*Work task:* Output the entries below exactly, from the first line to the line holding "fn git_describe() ->", both included.

*Given records:*
------
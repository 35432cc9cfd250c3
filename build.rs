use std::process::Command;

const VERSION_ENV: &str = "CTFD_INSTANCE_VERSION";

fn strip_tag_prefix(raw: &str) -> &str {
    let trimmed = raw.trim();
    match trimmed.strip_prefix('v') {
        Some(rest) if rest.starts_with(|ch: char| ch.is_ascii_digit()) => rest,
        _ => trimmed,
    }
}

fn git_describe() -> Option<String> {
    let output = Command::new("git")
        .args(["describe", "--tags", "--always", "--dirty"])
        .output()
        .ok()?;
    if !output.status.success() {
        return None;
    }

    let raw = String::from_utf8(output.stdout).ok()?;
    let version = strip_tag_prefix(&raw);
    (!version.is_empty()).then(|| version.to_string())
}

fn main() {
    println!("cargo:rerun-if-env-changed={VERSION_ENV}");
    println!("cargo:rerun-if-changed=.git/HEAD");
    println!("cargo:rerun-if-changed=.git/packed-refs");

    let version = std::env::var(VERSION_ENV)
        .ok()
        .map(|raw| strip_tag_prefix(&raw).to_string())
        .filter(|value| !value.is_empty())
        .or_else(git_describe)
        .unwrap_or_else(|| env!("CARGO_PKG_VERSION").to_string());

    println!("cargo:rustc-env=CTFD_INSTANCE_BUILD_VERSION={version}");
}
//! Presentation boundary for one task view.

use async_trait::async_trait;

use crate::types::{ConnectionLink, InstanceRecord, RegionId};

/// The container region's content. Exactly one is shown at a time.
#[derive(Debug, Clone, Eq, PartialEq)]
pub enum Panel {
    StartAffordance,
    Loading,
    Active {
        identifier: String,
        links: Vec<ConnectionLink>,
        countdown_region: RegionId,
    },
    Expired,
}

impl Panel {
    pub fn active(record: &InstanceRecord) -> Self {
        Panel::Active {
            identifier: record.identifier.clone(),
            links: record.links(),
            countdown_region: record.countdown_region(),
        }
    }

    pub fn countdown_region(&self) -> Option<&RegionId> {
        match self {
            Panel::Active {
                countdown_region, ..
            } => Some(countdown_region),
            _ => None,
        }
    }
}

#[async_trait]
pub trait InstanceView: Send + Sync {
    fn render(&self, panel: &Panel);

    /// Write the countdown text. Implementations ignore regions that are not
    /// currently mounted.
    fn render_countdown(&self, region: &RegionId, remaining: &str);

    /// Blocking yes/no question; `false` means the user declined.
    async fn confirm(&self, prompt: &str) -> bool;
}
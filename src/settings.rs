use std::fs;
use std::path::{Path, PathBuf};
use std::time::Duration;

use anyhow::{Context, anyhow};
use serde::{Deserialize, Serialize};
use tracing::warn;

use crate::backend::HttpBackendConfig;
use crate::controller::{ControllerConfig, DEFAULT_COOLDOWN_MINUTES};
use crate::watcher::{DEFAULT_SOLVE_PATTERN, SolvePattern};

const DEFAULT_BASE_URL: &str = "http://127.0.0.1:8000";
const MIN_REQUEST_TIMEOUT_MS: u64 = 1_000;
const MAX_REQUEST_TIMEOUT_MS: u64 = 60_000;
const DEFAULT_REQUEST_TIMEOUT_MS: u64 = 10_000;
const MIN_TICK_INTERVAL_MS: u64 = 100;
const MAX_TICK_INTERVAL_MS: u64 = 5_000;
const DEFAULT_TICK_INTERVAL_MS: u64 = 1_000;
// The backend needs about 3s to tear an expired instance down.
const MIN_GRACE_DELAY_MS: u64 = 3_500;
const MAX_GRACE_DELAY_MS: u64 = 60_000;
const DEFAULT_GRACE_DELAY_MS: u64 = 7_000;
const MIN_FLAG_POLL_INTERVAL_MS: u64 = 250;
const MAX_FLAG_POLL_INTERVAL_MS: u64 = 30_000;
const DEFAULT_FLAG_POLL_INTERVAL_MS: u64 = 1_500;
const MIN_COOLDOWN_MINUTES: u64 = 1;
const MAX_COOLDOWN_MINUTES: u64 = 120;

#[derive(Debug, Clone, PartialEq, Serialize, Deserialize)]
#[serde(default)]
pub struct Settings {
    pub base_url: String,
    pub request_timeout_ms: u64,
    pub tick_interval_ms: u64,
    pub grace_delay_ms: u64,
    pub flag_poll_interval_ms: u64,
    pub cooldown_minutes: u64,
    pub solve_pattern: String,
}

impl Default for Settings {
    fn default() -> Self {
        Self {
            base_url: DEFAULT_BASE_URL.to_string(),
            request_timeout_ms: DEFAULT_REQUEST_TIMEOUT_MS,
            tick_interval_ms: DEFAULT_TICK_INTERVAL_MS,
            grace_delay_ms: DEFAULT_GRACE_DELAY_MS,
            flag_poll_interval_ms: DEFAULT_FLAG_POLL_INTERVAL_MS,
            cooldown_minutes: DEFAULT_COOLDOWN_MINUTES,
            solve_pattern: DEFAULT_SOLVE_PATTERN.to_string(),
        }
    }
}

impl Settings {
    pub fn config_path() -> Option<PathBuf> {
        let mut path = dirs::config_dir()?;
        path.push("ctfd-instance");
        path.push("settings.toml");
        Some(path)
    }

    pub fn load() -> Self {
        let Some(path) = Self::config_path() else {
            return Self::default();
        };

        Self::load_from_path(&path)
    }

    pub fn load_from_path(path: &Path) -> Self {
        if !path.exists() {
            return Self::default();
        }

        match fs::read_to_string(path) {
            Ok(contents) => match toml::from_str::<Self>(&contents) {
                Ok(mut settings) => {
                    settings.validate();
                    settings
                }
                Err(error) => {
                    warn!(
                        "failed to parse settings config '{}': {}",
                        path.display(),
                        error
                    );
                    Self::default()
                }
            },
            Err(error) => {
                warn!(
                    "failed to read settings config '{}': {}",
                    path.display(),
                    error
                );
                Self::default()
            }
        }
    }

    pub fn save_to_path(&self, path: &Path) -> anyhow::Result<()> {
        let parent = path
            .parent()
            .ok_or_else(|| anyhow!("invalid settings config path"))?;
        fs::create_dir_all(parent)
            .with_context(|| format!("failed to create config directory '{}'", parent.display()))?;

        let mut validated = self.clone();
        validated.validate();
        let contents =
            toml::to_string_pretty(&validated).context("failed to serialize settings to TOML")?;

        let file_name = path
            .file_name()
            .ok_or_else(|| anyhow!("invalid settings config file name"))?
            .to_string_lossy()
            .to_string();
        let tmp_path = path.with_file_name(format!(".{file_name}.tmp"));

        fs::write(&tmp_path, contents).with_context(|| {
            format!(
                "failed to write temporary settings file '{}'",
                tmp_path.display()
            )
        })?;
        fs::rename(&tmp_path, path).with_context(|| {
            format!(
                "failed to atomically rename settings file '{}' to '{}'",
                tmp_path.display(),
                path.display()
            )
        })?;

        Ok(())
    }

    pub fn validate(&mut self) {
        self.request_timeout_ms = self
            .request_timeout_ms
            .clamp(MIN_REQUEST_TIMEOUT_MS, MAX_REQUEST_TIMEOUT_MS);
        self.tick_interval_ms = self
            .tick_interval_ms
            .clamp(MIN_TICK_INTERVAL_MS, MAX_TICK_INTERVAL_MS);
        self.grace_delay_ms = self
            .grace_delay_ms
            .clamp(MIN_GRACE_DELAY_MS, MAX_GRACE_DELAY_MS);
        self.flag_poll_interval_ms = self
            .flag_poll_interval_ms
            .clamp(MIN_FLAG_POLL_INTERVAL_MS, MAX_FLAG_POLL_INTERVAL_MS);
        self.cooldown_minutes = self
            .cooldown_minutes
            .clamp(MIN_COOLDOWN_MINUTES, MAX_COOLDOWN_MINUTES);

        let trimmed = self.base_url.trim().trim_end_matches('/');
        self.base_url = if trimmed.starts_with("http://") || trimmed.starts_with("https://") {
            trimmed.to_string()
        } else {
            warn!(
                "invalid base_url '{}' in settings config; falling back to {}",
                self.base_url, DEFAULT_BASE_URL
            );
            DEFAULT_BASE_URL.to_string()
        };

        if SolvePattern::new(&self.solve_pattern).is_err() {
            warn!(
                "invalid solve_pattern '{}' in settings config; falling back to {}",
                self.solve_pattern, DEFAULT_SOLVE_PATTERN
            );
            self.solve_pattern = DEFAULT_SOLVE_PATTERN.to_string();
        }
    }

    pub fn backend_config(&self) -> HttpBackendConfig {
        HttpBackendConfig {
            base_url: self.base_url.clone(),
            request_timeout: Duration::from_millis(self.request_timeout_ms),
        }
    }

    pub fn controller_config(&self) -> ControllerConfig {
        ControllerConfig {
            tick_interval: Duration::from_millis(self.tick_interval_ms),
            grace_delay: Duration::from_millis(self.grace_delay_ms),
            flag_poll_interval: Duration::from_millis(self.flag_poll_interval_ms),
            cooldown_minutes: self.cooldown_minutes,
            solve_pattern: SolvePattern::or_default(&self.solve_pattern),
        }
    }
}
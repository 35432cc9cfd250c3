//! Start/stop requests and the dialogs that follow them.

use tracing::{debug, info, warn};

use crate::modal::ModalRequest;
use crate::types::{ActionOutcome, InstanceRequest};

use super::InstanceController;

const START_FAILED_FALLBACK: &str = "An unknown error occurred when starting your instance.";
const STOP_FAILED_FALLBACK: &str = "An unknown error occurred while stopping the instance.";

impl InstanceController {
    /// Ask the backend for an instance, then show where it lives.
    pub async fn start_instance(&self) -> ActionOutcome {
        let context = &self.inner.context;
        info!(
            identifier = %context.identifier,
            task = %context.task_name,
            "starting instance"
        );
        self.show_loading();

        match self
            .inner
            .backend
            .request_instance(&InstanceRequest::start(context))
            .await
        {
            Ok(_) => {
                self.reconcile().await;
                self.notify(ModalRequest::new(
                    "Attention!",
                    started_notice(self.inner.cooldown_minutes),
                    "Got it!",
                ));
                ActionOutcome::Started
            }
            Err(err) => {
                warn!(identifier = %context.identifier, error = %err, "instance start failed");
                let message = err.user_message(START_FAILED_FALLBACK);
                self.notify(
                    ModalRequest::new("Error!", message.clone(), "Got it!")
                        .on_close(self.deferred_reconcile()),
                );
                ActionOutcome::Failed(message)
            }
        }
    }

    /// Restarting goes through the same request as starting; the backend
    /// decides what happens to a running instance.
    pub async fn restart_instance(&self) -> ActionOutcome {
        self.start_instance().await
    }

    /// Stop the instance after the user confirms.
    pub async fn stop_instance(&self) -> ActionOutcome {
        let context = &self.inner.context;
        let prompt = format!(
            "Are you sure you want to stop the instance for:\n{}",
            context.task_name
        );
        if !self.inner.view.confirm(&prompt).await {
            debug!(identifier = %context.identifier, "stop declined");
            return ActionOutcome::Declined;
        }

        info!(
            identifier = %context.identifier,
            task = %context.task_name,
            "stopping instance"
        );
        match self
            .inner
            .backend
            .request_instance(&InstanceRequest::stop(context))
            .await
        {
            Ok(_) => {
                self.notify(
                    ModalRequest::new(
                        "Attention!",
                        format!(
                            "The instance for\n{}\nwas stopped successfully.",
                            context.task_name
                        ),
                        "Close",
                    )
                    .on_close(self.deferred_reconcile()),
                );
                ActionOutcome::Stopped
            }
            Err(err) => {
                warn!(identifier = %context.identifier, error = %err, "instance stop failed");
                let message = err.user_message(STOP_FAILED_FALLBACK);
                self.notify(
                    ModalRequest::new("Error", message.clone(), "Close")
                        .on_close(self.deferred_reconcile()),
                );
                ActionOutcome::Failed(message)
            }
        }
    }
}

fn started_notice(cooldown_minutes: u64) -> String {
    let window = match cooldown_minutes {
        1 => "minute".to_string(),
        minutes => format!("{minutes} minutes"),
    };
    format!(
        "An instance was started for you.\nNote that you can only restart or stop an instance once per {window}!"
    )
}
------
*Exercise output:*
repository 35432cc9cfd250c3
filename build.rs
use std::process::Command;

const VERSION_ENV: &str = "CTFD_INSTANCE_VERSION";

fn strip_tag_prefix(raw: &str) -> &str {
    let trimmed = raw.trim();
    match trimmed.strip_prefix('v') {
        Some(rest) if rest.starts_with(|ch: char| ch.is_ascii_digit()) => rest,
        _ => trimmed,
    }
}

fn git_describe() -> Option<String> {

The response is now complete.